How to complete this task: Return only the lines of the listing below that run from the line with "pub async fn" through the line with "Step::Plan => steps::plan(&mut", both ends included, exactly as written.

Records supplied:
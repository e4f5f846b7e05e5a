//! Workflow engine: drives one run through the plan → checklist → execute →
//! validate → summarize state machine.
//!
//! The engine executes exactly one step at a time per run, consults the pure
//! transition table between steps, and checks the cancellation flag at every
//! transition. Independent runs get independent [`Workflow`] instances and may
//! proceed concurrently; they share only the router's provider adapters.

pub mod prompts;
pub mod steps;
pub mod structured;

use std::path::Path;
use std::sync::Arc;
use std::sync::atomic::{AtomicBool, Ordering};

use tracing::{info, instrument, warn};

use crate::config::Settings;
use crate::core::state::{FeatureRequest, RunError, RunState, RunStatus, Step};
use crate::core::transition::next_step;
use crate::io::git::Git;
use crate::io::repo::Repo;
use crate::io::sandbox::Sandbox;
use crate::llm::ModelRouter;
use crate::workflow::prompts::PromptEngine;
use crate::workflow::steps::StepContext;

/// Shared cancellation signal, checked between step transitions.
#[derive(Debug, Clone, Default)]
pub struct CancelFlag(Arc<AtomicBool>);

impl CancelFlag {
    pub fn new() -> Self {
        Self::default()
    }

    pub fn cancel(&self) {
        self.0.store(true, Ordering::SeqCst);
    }

    pub fn is_cancelled(&self) -> bool {
        self.0.load(Ordering::SeqCst)
    }
}

/// One-run workflow engine over a target repository.
pub struct Workflow {
    ctx: StepContext,
    max_retries: u32,
}

impl Workflow {
    pub fn new(router: Arc<ModelRouter>, settings: &Settings, repo_root: &Path) -> Self {
        let ctx = StepContext {
            router,
            repo: Repo::new(repo_root),
            git: Git::new(repo_root),
            sandbox: Sandbox::new(&settings.sandbox, &settings.validation),
            prompts: PromptEngine::new(),
            max_tokens: settings.llm.max_tokens,
            repo_map_depth: settings.workflow.repo_map_depth,
        };
        Self {
            ctx,
            max_retries: settings.workflow.max_retries,
        }
    }

    /// Drive one run to a terminal status and return the final state.
    ///
    /// The run always terminates: failures degrade steps and are recorded in
    /// the error log, cancellation stops advancement while preserving
    /// accumulated artifacts, and summarize is the only normal exit.
    #[instrument(skip_all)]
    pub async fn run(&self, request: FeatureRequest, cancel: &CancelFlag) -> RunState {
        let mut state = RunState::new(request);
        info!(run_id = %state.run_id, "starting run");

        let branch = format!("forge/{}", &state.run_id[..8]);
        let created = self.ctx.git.create_branch(&branch, true).await;
        if !created.ok {
            state.record_error(RunError::tool(format!(
                "failed to create branch: {}",
                created.error_message().unwrap_or("unknown error")
            )));
        }

        let mut current = Some(Step::Plan);
        while let Some(step) = current {
            if cancel.is_cancelled() {
                warn!(run_id = %state.run_id, step = step.as_str(), "run cancelled");
                state.finish(RunStatus::Cancelled);
                break;
            }
            match step {
                Step::Plan => steps::plan(&mut state, &self.ctx).await,
                Step::Checklist => steps::checklist(&mut state, &self.ctx).await,
                Step::Execute => steps::execute(&mut state, &self.ctx).await,
                Step::Validate => steps::validate(&mut state, &self.ctx).await,
                Step::Summarize => steps::summarize(&mut state, &self.ctx).await,
            }
            let transition = next_step(step, &state, self.max_retries);
            if transition.counts_as_retry {
                state.retry_count += 1;
            }
            current = transition.next;
        }

        if !state.patches.is_empty() && state.status != RunStatus::Cancelled {
            let title = state
                .plan
                .as_ref()
                .map(|plan| plan.title.clone())
                .unwrap_or_else(|| "automated changes".to_string());
            let committed = self.ctx.git.commit(&format!("feat: {title}"), true).await;
            if !committed.ok {
                state.record_error(RunError::tool(format!(
                    "failed to commit changes: {}",
                    committed.error_message().unwrap_or("unknown error")
                )));
            }
        }

        info!(run_id = %state.run_id, status = ?state.status, errors = state.errors.len(), "run finished");
        state
    }
}
impl RunState {
    pub fn new(request: FeatureRequest) -> Self {
        Self {
            run_id: Uuid::new_v4().to_string(),
            request,
            repo_context: String::new(),
            current_step: Step::Plan,
            status: RunStatus::Queued,
            retry_count: 0,
            errors: Vec::new(),
            plan: None,
            checklist: None,
            current_item_index: 0,
            patches: Vec::new(),
            validations: Vec::new(),
            summary: None,
            started_at: Utc::now(),
            ended_at: None,
        }
    }

    /// Enter a step: sets the current step and the matching in-flight status.
    pub fn begin_step(&mut self, step: Step) {
        self.current_step = step;
        self.status = match step {
            Step::Plan => RunStatus::Planning,
            Step::Checklist => RunStatus::Checklist,
            Step::Execute => RunStatus::Executing,
            Step::Validate => RunStatus::Validating,
            Step::Summarize => RunStatus::Summarizing,
        };
    }

    pub fn record_error(&mut self, error: RunError) {
        self.errors.push(error);
    }

    /// Guarded terminal transition: a run reaches a terminal status at most
    /// once; later attempts are ignored.
    pub fn finish(&mut self, status: RunStatus) {
        debug_assert!(status.is_terminal());
        if self.status.is_terminal() {
            return;
        }
        self.status = status;
        self.ended_at = Some(Utc::now());
    }

    /// Conjunction over the validation history (vacuously true when no
    /// validation ran).
    pub fn validations_passed(&self) -> bool {
        self.validations.iter().all(|v| v.passed)
    }

    pub fn checklist_len(&self) -> usize {
        self.checklist.as_ref().map_or(0, |c| c.items.len())
    }

    /// Coarse progress estimate for pollers, 0.0 to 1.0.
    pub fn progress(&self) -> f32 {
        if self.status.is_terminal() {
            return 1.0;
        }
        match self.current_step {
            Step::Plan => 0.1,
            Step::Checklist => 0.25,
            Step::Execute => {
                let total = self.checklist_len();
                if total == 0 {
                    0.3
                } else {
                    0.3 + 0.4 * (self.current_item_index as f32 / total as f32)
                }
            }
            Step::Validate => 0.75,
            Step::Summarize => 0.9,
        }
    }

    pub fn plan_markdown(&self) -> Option<String> {
        self.plan.as_ref().map(Plan::to_markdown)
    }

    pub fn checklist_markdown(&self) -> Option<String> {
        self.checklist.as_ref().map(Checklist::to_markdown)
    }

    pub fn summary_markdown(&self) -> Option<String> {
        self.summary.as_ref().map(RunSummary::to_markdown)
    }
}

Task answer:
    pub async fn run(&self, request: FeatureRequest, cancel: &CancelFlag) -> RunState {
        let mut state = RunState::new(request);
        info!(run_id = %state.run_id, "starting run");

        let branch = format!("forge/{}", &state.run_id[..8]);
        let created = self.ctx.git.create_branch(&branch, true).await;
        if !created.ok {
            state.record_error(RunError::tool(format!(
                "failed to create branch: {}",
                created.error_message().unwrap_or("unknown error")
            )));
        }

        let mut current = Some(Step::Plan);
        while let Some(step) = current {
            if cancel.is_cancelled() {
                warn!(run_id = %state.run_id, step = step.as_str(), "run cancelled");
                state.finish(RunStatus::Cancelled);
                break;
            }
            match step {
                Step::Plan => steps::plan(&mut state, &self.ctx).await,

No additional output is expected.